Clinton did not offer many operational details, apart from working with American allies on a united anti-jihadist front. But neither did her opponents.

The Democratic frontrunner undoubtedly would have received a rougher going-over had the debate been against a Republican free to oppose her actions as secretary of State from a perspective 180 degrees opposite hers (and all of the GOP candidates’ views are.) Her weakest moment came in a muddled response to an obvious question about President Obama’s failure—and hers--to anticipate the powerful rise of the Islamic State militants. That’s a point Republicans are sure to hammer.

Clinton seemed intent on carefully navigating her party’s shoals.
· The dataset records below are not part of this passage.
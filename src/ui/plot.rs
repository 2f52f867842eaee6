use std::f64::consts::TAU;

use eframe::egui::{self, Id, RichText, Stroke, Ui};
use egui_plot::{Bar, BarChart, Legend, Line, Plot, PlotPoints, Polygon};

use crate::chart::{Chart, ChartOutcome, ChartRenderer, NamedSeries};
use crate::color::{self, series_colors};

const CHART_HEIGHT: f32 = 360.0;
/// Polygon vertices for a full circle; slices get a share of these.
const PIE_RESOLUTION: f64 = 180.0;

// ---------------------------------------------------------------------------
// Chart outcome (central panel)
// ---------------------------------------------------------------------------

/// Draw the result of the last chart request: a warning, one chart, or two
/// charts next to each other.
pub fn chart_outcome(ui: &mut Ui, outcome: &ChartOutcome) {
    match outcome {
        ChartOutcome::Warning(warning) => {
            ui.label(RichText::new(format!("⚠ {warning}")).color(color::WARNING));
        }
        ChartOutcome::Charts(charts) => match charts.as_slice() {
            [single] => draw_chart(ui, single, Id::new("chart_0")),
            many => {
                ui.columns(many.len(), |columns: &mut [Ui]| {
                    for (i, (column, c)) in columns.iter_mut().zip(many).enumerate() {
                        draw_chart(column, c, Id::new(("chart", i)));
                    }
                });
            }
        },
    }
}

fn draw_chart(ui: &mut Ui, chart: &Chart, id: Id) {
    ui.label(RichText::new(&chart.title).strong().size(18.0));
    let mut renderer = PlotRenderer { ui, id };
    chart.request.render_with(&mut renderer);
}

// ---------------------------------------------------------------------------
// egui_plot renderer
// ---------------------------------------------------------------------------

/// Draws chart requests into an `egui_plot` plot. X is the row index.
pub struct PlotRenderer<'u> {
    ui: &'u mut Ui,
    id: Id,
}

impl ChartRenderer for PlotRenderer<'_> {
    fn render_line(&mut self, series: &[NamedSeries]) {
        let colors = series_colors(series.len());
        Plot::new(self.id)
            .legend(Legend::default())
            .height(CHART_HEIGHT)
            .x_axis_label("Index")
            .y_axis_label("Values")
            .show(self.ui, |plot_ui| {
                for (s, color) in series.iter().zip(colors) {
                    // Same-named items share one legend entry.
                    for run in finite_runs(&s.values) {
                        let points = PlotPoints::from(run);
                        plot_ui.line(Line::new(points).name(&s.label).color(color).width(1.5));
                    }
                }
            });
    }

    fn render_bar(&mut self, series: &[NamedSeries]) {
        let colors = series_colors(series.len());
        let group = series.len().max(1) as f64;
        let width = 0.8 / group;

        Plot::new(self.id)
            .legend(Legend::default())
            .height(CHART_HEIGHT)
            .x_axis_label("Index")
            .y_axis_label("Values")
            .show(self.ui, |plot_ui| {
                for (k, (s, color)) in series.iter().zip(colors).enumerate() {
                    // Centre the group of bars on the row index.
                    let offset = (k as f64 - (group - 1.0) / 2.0) * width;
                    let bars: Vec<Bar> = s
                        .values
                        .iter()
                        .enumerate()
                        .filter(|(_, v)| v.is_finite())
                        .map(|(i, &v)| Bar::new(i as f64 + offset, v).width(width))
                        .collect();
                    plot_ui.bar_chart(BarChart::new(bars).name(&s.label).color(color));
                }
            });
    }

    fn render_pie(&mut self, labels: &[String], values: &[f64]) {
        let total: f64 = values.iter().sum();
        let colors = series_colors(values.len());

        Plot::new(self.id)
            .legend(Legend::default())
            .height(CHART_HEIGHT)
            .data_aspect(1.0)
            .show_axes(false)
            .show_grid(false)
            .allow_drag(false)
            .allow_zoom(false)
            .allow_scroll(false)
            .show(self.ui, |plot_ui| {
                // Counter-clockwise from 3 o'clock.
                let mut start = 0.0_f64;
                for ((label, &value), color) in labels.iter().zip(values).zip(colors) {
                    if value <= 0.0 {
                        continue;
                    }
                    let sweep = value / total * TAU;
                    let steps = (sweep / TAU * PIE_RESOLUTION).ceil().max(2.0) as usize;

                    let mut points = vec![[0.0, 0.0]];
                    points.extend((0..=steps).map(|i| {
                        let angle = start + sweep * i as f64 / steps as f64;
                        [angle.cos(), angle.sin()]
                    }));
                    plot_ui.polygon(
                        Polygon::new(PlotPoints::from(points))
                            .name(label)
                            .fill_color(color)
                            .stroke(Stroke::new(1.0, egui::Color32::WHITE)),
                    );
                    start += sweep;
                }
            });
    }
}

/// Split a series at its non-finite values into `[index, value]` runs, so a
/// missing value leaves a gap instead of being joined across.
fn finite_runs(values: &[f64]) -> Vec<Vec<[f64; 2]>> {
    let mut runs = Vec::new();
    let mut current = Vec::new();
    for (i, &v) in values.iter().enumerate() {
        if v.is_finite() {
            current.push([i as f64, v]);
        } else if !current.is_empty() {
            runs.push(std::mem::take(&mut current));
        }
    }
    if !current.is_empty() {
        runs.push(current);
    }
    runs
}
She mildly distanced herself from Obama’s ill-timed assertion—delivered just before the Paris attack—that the Islamic State was contained. “It cannot be contained, it must be defeated,” she said.

But she immediately moved to calm the left: “What the president has consistently said--which I agree with--is that we will support those who take the fight to ISIS,” she said, citing the U.S. forces training Arab and Kurdish militaries. “But this cannot be an American fight, although American leadership is essential.” She mentioned the limits of American involvement twice.

The Democratic counter to Clinton was far more difficult to make, giving the debate performances of Sanders and O’Malley the feel of a collection of pulled punches.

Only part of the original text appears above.